“The Five Dysfunctions of a Team” By: Patrick Lencioni

I attended the Oklahoma City Human Resource Society of which I am a member luncheon.  The presenter that day reported on a concept Ernie Gomez_214of this book to the audience.  At the end of the presentation, there was a drawing for one of the “Five Dysfunctions of a Team” books and I was one of the lucky winners.

The majority of the book reported on a fictitious company “Decision Tech” and how they put the five dysfunctions of a team to work and how they overcame them.

The problem that the owner of Decision Tech had was that his team was under performing two of their top competitors with revenues and customer growth.  The Decision Tech even though they were under performing had a more experienced set of executives, more cash, better core technology and a more connected board of directors.

Jeff Shanley, 37 years old, was asked to step down as CEO and he was co-founder of Decision Tech because of their under performance.

Kathryn, 57 years old, who was old in Silicon Valley standards was bought on as CEO. She came to Decision Tech from a manufacturing background.  She had a board of seven direct reports to begin with, Jeff – CEO and Head of Business Development, Mikey-Head of Marketing, Martin-Chief Technologist, JR-Head of Sales, Carlos-Customer Support, Jim-CFO and Nick-COO.  After Kathryn restructured, she ended up with four direct reports, Jan-CFO, Nick-COO, Joseph-VP of Marketing and Jeff-VO of Business Development.

Kathryn called meetings of her direct reports off sight, which was not the norm of her board.  During these meetings they started practicing and observing some of the dysfunctions of a team.

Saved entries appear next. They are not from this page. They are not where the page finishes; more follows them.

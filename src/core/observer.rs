use super::state::KernelCtx;
use crate::scheduler::Scheme;

#[derive(Debug, Default)]
pub struct Observer {
    step: u64,
}

impl Observer {
    pub fn new() -> Self {
        Self { step: 0 }
    }

    pub fn steps(&self) -> u64 {
        self.step
    }

    pub fn observe(&mut self, ctx: &KernelCtx) {
        self.step += 1;

        for core in &ctx.cores {
            if let Some(job_id) = core.current {
                let key = ctx.find_job(job_id);
                debug_assert!(key.is_some(), "core {} runs unknown job {job_id}", core.id);
                if let Some(key) = key {
                    let job = ctx.job(key);
                    debug_assert!(!job.finished, "finished job {job_id} still on core {}", core.id);
                    debug_assert_eq!(
                        job.core_assigned,
                        Some(core.id),
                        "job {job_id} metadata core_assigned mismatch"
                    );
                }
            }
        }

        for job in ctx.jobs.values() {
            if let Some(core) = job.core_assigned {
                debug_assert_eq!(
                    ctx.cores[core].current,
                    Some(job.id),
                    "job {} claims core {core}, but core does not hold it",
                    job.id
                );
            }
            if job.finished {
                debug_assert!(job.end_time.is_some(), "finished job {} has no end time", job.id);
                debug_assert!(
                    job.schedule_latency.is_some(),
                    "finished job {} was never dispatched",
                    job.id
                );
            }
        }

        debug_assert_eq!(
            ctx.queue.len(),
            ctx.jobs.len(),
            "queue must hold every job ever seen"
        );

        // Round-robin ranks by insertion only; there is no order to check.
        if ctx.scheme() != Scheme::Rr {
            debug_assert!(ctx.queue_is_sorted(), "queue out of order after step {}", self.step);
        }
    }
}

#[cfg(test)]
mod tests {
    use super::*;
    use crate::core::Job;

    #[test]
    fn consistent_state_passes() {
        let mut ctx = KernelCtx::new(1, Scheme::Fcfs);
        let key = ctx.insert_job(Job::new(0, 0, 4, 0)).unwrap();
        ctx.assign(0, key);
        ctx.update_timings(0);
        ctx.mark_finished(key, 4);

        let mut observer = Observer::new();
        observer.observe(&ctx);
        assert_eq!(observer.steps(), 1);
    }

    #[test]
    #[cfg(debug_assertions)]
    #[should_panic(expected = "never dispatched")]
    fn finished_job_without_latency_is_flagged() {
        let mut ctx = KernelCtx::new(1, Scheme::Fcfs);
        let key = ctx.insert_job(Job::new(0, 0, 4, 0)).unwrap();
        ctx.mark_finished(key, 4);
        Observer::new().observe(&ctx);
    }
}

The first meeting was getting to know her team.  She noticed that Martin was the last to get to the meeting right on time.  He was also observed as being on his laptop the entire time he was in the meeting.  She wanted them to ‘Get Naked’ and state personal facts about themselves like how many children, where they went to school, their strengths and weaknesses.  She stated her strength  was getting straight to the facts with no fluff.  Her weakness was not being a PR person.

She stated to her team to put aside their egos and not play as individuals but like a football team plays.

She proceeded to describe the five dysfunctions of a team:  Bottom to top

  • ABSENCE OF TRUST
  • FEAR OF CONFLICT
  • LACK OF COMMITMENT
  • AVOIDANCE OF ACCOUNTABILITY
  • INATTENTION TO RESULTS

In the book it gives charts of the dysfunctions and how to use them with or without the attribute:

Members of teams with an absence of trust

  • Conceal their weaknesses and mistakes from one another
  • Jump to conclusions about the intentions and aptitudes of others without attempting to clarify them
  • Dread meeting and find reasons to avoid spending time together

Members of trusting teams…

  • Admit weaknesses and mistakes
  • Accept questions and input about their areas of responsibility
  • Look forward to meetings and other opportunities to work as a group

Teams that fear conflict…

  • Have boring meetings
  • Ignore controversial topics that are critical to team success
  • Fail to tap into all the opinions and perspectives of team members

Teams that engage in conflict…

  • Have lively interesting meetings
  • Solve real problems quickly
  • Put critical topics on the table for discussion

A team that fails to commit…

  • Watches windows of opportunity close due to excessive analysis and unnecessary delay
  • Revisits discussions and decisions again and again

A team that commits…

  • Aligns the entire team around common objectives
  • Develops an ability to learn from mistakes
  • Moves forward without hesitation

A team that avoids accountability…

  • Encourages mediocrity
  • Places an undue burden on the team leader as the sole source of discipline

A team that holds one another accountable

  • Ensures that poor performers feel pressure to improve
  • Establishes respect among team members who are held to the same high standards

A team that is not focused on results…

  • Rarely defeats competitors
  • Encourages team members to focus on their own careers and individual goals

A team that focuses on collective results

  • Minimizes individualistic behavior
  • Retains achievement-oriented employees

The takeaways from the book that I got from reading it:  rebuilding a team is like breaking an

arm, the only way it will heal is by re-breaking it again, don’t have to get your way just to be heard, meetings should be like movies and last only 90 minutes to 2 hours, and things may get worse before they get better.

I would recommend this book “The Five Dysfunctions of a Team” to be read by all.  From the other reports that we have heard have had some of the same concepts – Egos and Trust.